Avaliando todos os escores apresentados pelos diferentes grupos de estudantes, verificou-se que apenas com o fator 3 ocorreu o que era esperado de acordo com a hipótese inicial lançada pelo projeto. Isso significa que só em relação ao repertório de habilidades que envolvem conversação e desenvoltura social foi possível verificar um aumento gradual no surgimento dessas ações no cotidiano dos participantes, levando-se em consideração o avanço da idade e escolaridade, além da ampliação dos ambientes de interação mais significativos.

Os dados sobre a frequência com que as diferentes categorias de comportamentos socialmente habilidosos foram apresentadas pelos estudantes do ensino médio, pré-vestibular e superior foram obtidos mediante a aplicação do Questionário de Habilidades Sociais para Professores. Estes responderam a questões baseadas nas classes que eram compostas pelos três grupos de alunos participantes da pesquisa.

As Habilidades Sociais de Comunicação parecem estar fortemente associadas às habilidades de conversação e desenvoltura social expressas no escore fatorial 3 do teste aplicado aos estudantes. Os resultados demonstraram que há correspondência entre o que os professores apontam em relação aos seus alunos e as reais habilidades destes apenas entre os universitários, para ações que envolvem capacidade de lidar com situações sociais neutras de aproximação (traquejo social). No segmento de ensino superior, os alunos foram avaliados positivamente, enquanto no ensino médio e no curso pré-vestibular os alunos foram avaliados negativamente pelos professores, apesar de terem apresentado bom repertório destas habilidades.
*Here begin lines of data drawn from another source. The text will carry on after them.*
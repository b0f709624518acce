//! Render use cases: diagnostics for the terminal or CI, and report files.

use anyhow::Context;
use camino::Utf8Path;
use shapeguard_types::{Diagnostic, ShapeguardReport};

/// How diagnostics are written to stderr.
#[derive(Clone, Copy, Debug, Default, PartialEq, Eq)]
pub enum OutputFormat {
    /// One message per line.
    #[default]
    Lines,
    /// GitHub Actions workflow commands.
    Github,
}

pub fn render_diagnostics(diagnostics: &[Diagnostic], format: OutputFormat) -> Vec<String> {
    match format {
        OutputFormat::Lines => shapeguard_render::render_lines(diagnostics),
        OutputFormat::Github => shapeguard_render::render_github_annotations(diagnostics),
    }
}

pub fn render_markdown(report: &ShapeguardReport) -> String {
    shapeguard_render::render_markdown(report)
}

pub fn serialize_report(report: &ShapeguardReport) -> anyhow::Result<Vec<u8>> {
    serde_json::to_vec_pretty(report).context("serialize report")
}

/// Write the JSON report, creating parent directories as needed.
pub fn write_report(path: &Utf8Path, report: &ShapeguardReport) -> anyhow::Result<()> {
    let bytes = serialize_report(report)?;
    write_bytes(path, &bytes)
}

/// Write a text artifact (e.g. Markdown), creating parent directories as needed.
pub fn write_text(path: &Utf8Path, text: &str) -> anyhow::Result<()> {
    write_bytes(path, text.as_bytes())
}

fn write_bytes(path: &Utf8Path, bytes: &[u8]) -> anyhow::Result<()> {
    if let Some(parent) = path.parent()
        && !parent.as_str().is_empty()
    {
        std::fs::create_dir_all(parent).with_context(|| format!("create {}", parent))?;
    }
    std::fs::write(path, bytes).with_context(|| format!("write {}", path))
}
As Habilidades Sociais de Civilidade podem representar repertório do respondente em habilidades de autoafirmação na expressão de afeto positivo, devidamente expressas no escore fatorial 2 do teste aplicado aos alunos. Os resultados demonstraram que há correspondência entre o que os professores apontaram em relação aos seus alunos e as reais habilidades destes para o ensino pré-vestibular e superior, que obtiveram avaliações positivas. Já os alunos do ensino médio, apesar de apresentarem bons níveis de habilidades de civilidade, foram avaliados negativamente por seus professores.

As Habilidades Sociais Assertivas de Enfrentamento estão fortemente associadas à habilidades de enfrentamento com risco, indicadas no escore fatorial 1 do teste aplicado aos alunos. Os resultados demonstraram que há correspondência entre o que os professores apontaram em relação aos seus alunos e as reais habilidades destes apenas para os estudantes do ensino pré-vestibular, que foram avaliados negativamente. Já os professores do ensino superior e médio acreditam que seus alunos não apresentem habilidades para lidar com situações interpessoais com assertividade, embora estes grupos de estudantes tenham apresentado tais repertórios.

As Habilidades Sociais Empáticas podem estar associadas a habilidades de autoafirmação na expressão de afeto positivo (escore fatorial 2). Os resultados não foram suficientes para indicar correspondência entre o que os professores apontaram em relação aos seus alunos e as reais habilidades destes, pois muitos professores não responderam a essa questão. Isso pode ter ocorrido devido à falta de entendimento da mesma, ou mesmo ao conhecimento para avaliar os alunos em função destes aspectos.

As Habilidades Sociais deTrabalho podem englobar tanto habilidades de autoexposição a desconhecidos ou a situações novas (escore fatorial 4) quanto habilidades de autocontrole da agressividade (escore fatorial 5). Os resultados apontaram que é possível apenas afirmar que os professores das três categorias de ensino avaliaram seus alunos, em geral, como pouco habilidosos em atividades de trabalho dentro de sala de aula. Porém, para ações que envolvem autoexposição a desconhecidos ou a situações novas, somente os alunos de curso pré-vestibular apresentaram um escore abaixo da mediana, corroborando o que os professores indicaram sobre a timidez e falta de iniciativa demonstrada na classe em geral. Estes também podem ser aspectos vinculados ao fato de a classe de curso pré-vestibular ter sido apontada como a mais habilidosa no autocontrole da agressividade, sugerindo que os professores percebem muito mais a passividade nas ações de seus alunos do que a assertividade.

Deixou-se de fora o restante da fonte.